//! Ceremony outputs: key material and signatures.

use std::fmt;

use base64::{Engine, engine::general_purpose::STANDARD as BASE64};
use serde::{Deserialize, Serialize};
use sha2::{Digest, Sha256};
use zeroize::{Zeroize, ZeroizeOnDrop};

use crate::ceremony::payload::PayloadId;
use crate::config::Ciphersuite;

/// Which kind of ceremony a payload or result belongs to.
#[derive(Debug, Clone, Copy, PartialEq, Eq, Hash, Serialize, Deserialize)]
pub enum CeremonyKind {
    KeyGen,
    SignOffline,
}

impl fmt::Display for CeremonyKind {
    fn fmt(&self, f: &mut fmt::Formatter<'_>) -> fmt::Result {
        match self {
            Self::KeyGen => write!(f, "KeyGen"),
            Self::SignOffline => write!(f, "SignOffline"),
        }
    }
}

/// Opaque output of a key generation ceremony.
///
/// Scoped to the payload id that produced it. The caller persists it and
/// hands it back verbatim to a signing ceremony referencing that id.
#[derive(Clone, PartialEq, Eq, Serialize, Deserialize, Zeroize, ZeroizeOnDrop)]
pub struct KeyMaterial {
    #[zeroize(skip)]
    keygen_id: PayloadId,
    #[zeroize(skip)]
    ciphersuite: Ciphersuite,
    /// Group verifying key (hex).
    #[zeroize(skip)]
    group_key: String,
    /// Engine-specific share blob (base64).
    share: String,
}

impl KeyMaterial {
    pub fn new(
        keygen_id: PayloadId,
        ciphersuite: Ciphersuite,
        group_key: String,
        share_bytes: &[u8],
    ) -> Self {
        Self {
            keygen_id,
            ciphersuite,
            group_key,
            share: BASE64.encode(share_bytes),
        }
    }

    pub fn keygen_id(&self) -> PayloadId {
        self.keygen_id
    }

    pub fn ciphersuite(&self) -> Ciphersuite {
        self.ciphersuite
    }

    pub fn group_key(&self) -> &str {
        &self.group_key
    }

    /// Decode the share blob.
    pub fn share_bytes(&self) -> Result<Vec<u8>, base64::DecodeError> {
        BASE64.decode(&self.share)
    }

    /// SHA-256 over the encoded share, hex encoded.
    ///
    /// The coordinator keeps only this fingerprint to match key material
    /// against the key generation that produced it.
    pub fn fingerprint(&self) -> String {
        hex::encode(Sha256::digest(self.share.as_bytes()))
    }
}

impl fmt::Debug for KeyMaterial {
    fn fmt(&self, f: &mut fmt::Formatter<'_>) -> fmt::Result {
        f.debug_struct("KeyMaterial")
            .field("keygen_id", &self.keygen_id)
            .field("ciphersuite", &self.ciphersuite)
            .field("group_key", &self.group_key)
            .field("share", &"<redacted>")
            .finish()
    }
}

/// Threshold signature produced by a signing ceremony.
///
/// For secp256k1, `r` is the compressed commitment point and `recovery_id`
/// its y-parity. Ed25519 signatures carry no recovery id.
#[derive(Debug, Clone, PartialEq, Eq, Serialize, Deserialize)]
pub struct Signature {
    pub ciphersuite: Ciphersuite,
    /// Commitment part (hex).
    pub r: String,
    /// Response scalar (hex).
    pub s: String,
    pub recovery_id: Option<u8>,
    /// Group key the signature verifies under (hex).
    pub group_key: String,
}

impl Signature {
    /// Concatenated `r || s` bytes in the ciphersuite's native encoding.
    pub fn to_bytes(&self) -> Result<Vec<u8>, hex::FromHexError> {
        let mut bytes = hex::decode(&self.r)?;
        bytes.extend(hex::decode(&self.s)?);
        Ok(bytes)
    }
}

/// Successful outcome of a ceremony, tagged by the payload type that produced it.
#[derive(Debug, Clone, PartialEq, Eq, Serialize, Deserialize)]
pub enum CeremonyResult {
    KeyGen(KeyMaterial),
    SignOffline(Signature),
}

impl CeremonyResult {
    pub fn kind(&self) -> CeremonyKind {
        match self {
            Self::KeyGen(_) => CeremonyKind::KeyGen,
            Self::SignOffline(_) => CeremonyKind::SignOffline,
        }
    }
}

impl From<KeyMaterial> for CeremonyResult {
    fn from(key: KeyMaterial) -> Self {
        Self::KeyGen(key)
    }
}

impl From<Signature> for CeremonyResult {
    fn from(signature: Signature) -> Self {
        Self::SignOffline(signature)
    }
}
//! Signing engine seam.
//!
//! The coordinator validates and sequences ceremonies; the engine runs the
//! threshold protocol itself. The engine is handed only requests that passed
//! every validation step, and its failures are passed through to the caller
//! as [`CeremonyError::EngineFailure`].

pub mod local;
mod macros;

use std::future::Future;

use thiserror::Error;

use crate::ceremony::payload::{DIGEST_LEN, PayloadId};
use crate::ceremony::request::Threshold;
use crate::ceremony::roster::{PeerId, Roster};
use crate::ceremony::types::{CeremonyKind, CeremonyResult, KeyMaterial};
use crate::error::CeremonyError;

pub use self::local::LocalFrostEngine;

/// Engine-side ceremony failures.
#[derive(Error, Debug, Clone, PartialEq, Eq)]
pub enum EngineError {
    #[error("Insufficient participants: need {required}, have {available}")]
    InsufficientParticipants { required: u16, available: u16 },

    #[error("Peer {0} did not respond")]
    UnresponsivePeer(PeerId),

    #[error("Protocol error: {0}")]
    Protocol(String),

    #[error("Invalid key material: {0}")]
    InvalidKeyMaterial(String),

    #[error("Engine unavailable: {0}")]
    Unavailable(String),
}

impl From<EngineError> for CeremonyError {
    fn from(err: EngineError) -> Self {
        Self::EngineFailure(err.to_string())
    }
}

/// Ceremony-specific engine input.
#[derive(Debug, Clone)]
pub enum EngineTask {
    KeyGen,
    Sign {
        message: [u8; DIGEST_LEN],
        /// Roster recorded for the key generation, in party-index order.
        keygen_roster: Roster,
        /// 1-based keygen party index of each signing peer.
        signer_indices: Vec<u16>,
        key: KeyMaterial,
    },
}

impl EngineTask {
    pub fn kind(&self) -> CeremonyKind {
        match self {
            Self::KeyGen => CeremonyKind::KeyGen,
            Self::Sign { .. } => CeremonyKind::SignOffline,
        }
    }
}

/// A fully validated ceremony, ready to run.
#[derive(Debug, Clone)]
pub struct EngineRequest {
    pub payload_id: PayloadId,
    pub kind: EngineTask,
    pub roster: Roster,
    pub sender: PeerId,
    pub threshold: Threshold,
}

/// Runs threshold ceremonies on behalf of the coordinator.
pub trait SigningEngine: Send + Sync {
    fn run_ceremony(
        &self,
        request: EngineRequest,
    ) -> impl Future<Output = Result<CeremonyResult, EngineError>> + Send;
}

-- Exercise directions --
Faithfully reproduce all of the records, character for character.

-- Your response --
//! Ceremony outputs: key material and signatures.

use std::fmt;

use base64::{Engine, engine::general_purpose::STANDARD as BASE64};
use serde::{Deserialize, Serialize};
use sha2::{Digest, Sha256};
use zeroize::{Zeroize, ZeroizeOnDrop};

use crate::ceremony::payload::PayloadId;
use crate::config::Ciphersuite;

/// Which kind of ceremony a payload or result belongs to.
#[derive(Debug, Clone, Copy, PartialEq, Eq, Hash, Serialize, Deserialize)]
pub enum CeremonyKind {
    KeyGen,
    SignOffline,
}

impl fmt::Display for CeremonyKind {
    fn fmt(&self, f: &mut fmt::Formatter<'_>) -> fmt::Result {
        match self {
            Self::KeyGen => write!(f, "KeyGen"),
            Self::SignOffline => write!(f, "SignOffline"),
        }
    }
}

/// Opaque output of a key generation ceremony.
///
/// Scoped to the payload id that produced it. The caller persists it and
/// hands it back verbatim to a signing ceremony referencing that id.
#[derive(Clone, PartialEq, Eq, Serialize, Deserialize, Zeroize, ZeroizeOnDrop)]
pub struct KeyMaterial {
    #[zeroize(skip)]
    keygen_id: PayloadId,
    #[zeroize(skip)]
    ciphersuite: Ciphersuite,
    /// Group verifying key (hex).
    #[zeroize(skip)]
    group_key: String,
    /// Engine-specific share blob (base64).
    share: String,
}

impl KeyMaterial {
    pub fn new(
        keygen_id: PayloadId,
        ciphersuite: Ciphersuite,
        group_key: String,
        share_bytes: &[u8],
    ) -> Self {
        Self {
            keygen_id,
            ciphersuite,
            group_key,
            share: BASE64.encode(share_bytes),
        }
    }

    pub fn keygen_id(&self) -> PayloadId {
        self.keygen_id
    }

    pub fn ciphersuite(&self) -> Ciphersuite {
        self.ciphersuite
    }

    pub fn group_key(&self) -> &str {
        &self.group_key
    }

    /// Decode the share blob.
    pub fn share_bytes(&self) -> Result<Vec<u8>, base64::DecodeError> {
        BASE64.decode(&self.share)
    }

    /// SHA-256 over the encoded share, hex encoded.
    ///
    /// The coordinator keeps only this fingerprint to match key material
    /// against the key generation that produced it.
    pub fn fingerprint(&self) -> String {
        hex::encode(Sha256::digest(self.share.as_bytes()))
    }
}

impl fmt::Debug for KeyMaterial {
    fn fmt(&self, f: &mut fmt::Formatter<'_>) -> fmt::Result {
        f.debug_struct("KeyMaterial")
            .field("keygen_id", &self.keygen_id)
            .field("ciphersuite", &self.ciphersuite)
            .field("group_key", &self.group_key)
            .field("share", &"<redacted>")
            .finish()
    }
}

/// Threshold signature produced by a signing ceremony.
///
/// For secp256k1, `r` is the compressed commitment point and `recovery_id`
/// its y-parity. Ed25519 signatures carry no recovery id.
#[derive(Debug, Clone, PartialEq, Eq, Serialize, Deserialize)]
pub struct Signature {
    pub ciphersuite: Ciphersuite,
    /// Commitment part (hex).
    pub r: String,
    /// Response scalar (hex).
    pub s: String,
    pub recovery_id: Option<u8>,
    /// Group key the signature verifies under (hex).
    pub group_key: String,
}

impl Signature {
    /// Concatenated `r || s` bytes in the ciphersuite's native encoding.
    pub fn to_bytes(&self) -> Result<Vec<u8>, hex::FromHexError> {
        let mut bytes = hex::decode(&self.r)?;
        bytes.extend(hex::decode(&self.s)?);
        Ok(bytes)
    }
}

/// Successful outcome of a ceremony, tagged by the payload type that produced it.
#[derive(Debug, Clone, PartialEq, Eq, Serialize, Deserialize)]
pub enum CeremonyResult {
    KeyGen(KeyMaterial),
    SignOffline(Signature),
}

impl CeremonyResult {
    pub fn kind(&self) -> CeremonyKind {
        match self {
            Self::KeyGen(_) => CeremonyKind::KeyGen,
            Self::SignOffline(_) => CeremonyKind::SignOffline,
        }
    }
}

impl From<KeyMaterial> for CeremonyResult {
    fn from(key: KeyMaterial) -> Self {
        Self::KeyGen(key)
    }
}

impl From<Signature> for CeremonyResult {
    fn from(signature: Signature) -> Self {
        Self::SignOffline(signature)
    }
}
//! Signing engine seam.
//!
//! The coordinator validates and sequences ceremonies; the engine runs the
//! threshold protocol itself. The engine is handed only requests that passed
//! every validation step, and its failures are passed through to the caller
//! as [`CeremonyError::EngineFailure`].

pub mod local;
mod macros;

use std::future::Future;

use thiserror::Error;

use crate::ceremony::payload::{DIGEST_LEN, PayloadId};
use crate::ceremony::request::Threshold;
use crate::ceremony::roster::{PeerId, Roster};
use crate::ceremony::types::{CeremonyKind, CeremonyResult, KeyMaterial};
use crate::error::CeremonyError;

pub use self::local::LocalFrostEngine;

/// Engine-side ceremony failures.
#[derive(Error, Debug, Clone, PartialEq, Eq)]
pub enum EngineError {
    #[error("Insufficient participants: need {required}, have {available}")]
    InsufficientParticipants { required: u16, available: u16 },

    #[error("Peer {0} did not respond")]
    UnresponsivePeer(PeerId),

    #[error("Protocol error: {0}")]
    Protocol(String),

    #[error("Invalid key material: {0}")]
    InvalidKeyMaterial(String),

    #[error("Engine unavailable: {0}")]
    Unavailable(String),
}

impl From<EngineError> for CeremonyError {
    fn from(err: EngineError) -> Self {
        Self::EngineFailure(err.to_string())
    }
}

/// Ceremony-specific engine input.
#[derive(Debug, Clone)]
pub enum EngineTask {
    KeyGen,
    Sign {
        message: [u8; DIGEST_LEN],
        /// Roster recorded for the key generation, in party-index order.
        keygen_roster: Roster,
        /// 1-based keygen party index of each signing peer.
        signer_indices: Vec<u16>,
        key: KeyMaterial,
    },
}

impl EngineTask {
    pub fn kind(&self) -> CeremonyKind {
        match self {
            Self::KeyGen => CeremonyKind::KeyGen,
            Self::Sign { .. } => CeremonyKind::SignOffline,
        }
    }
}

/// A fully validated ceremony, ready to run.
#[derive(Debug, Clone)]
pub struct EngineRequest {
    pub payload_id: PayloadId,
    pub kind: EngineTask,
    pub roster: Roster,
    pub sender: PeerId,
    pub threshold: Threshold,
}

/// Runs threshold ceremonies on behalf of the coordinator.
pub trait SigningEngine: Send + Sync {
    fn run_ceremony(
        &self,
        request: EngineRequest,
    ) -> impl Future<Output = Result<CeremonyResult, EngineError>> + Send;
}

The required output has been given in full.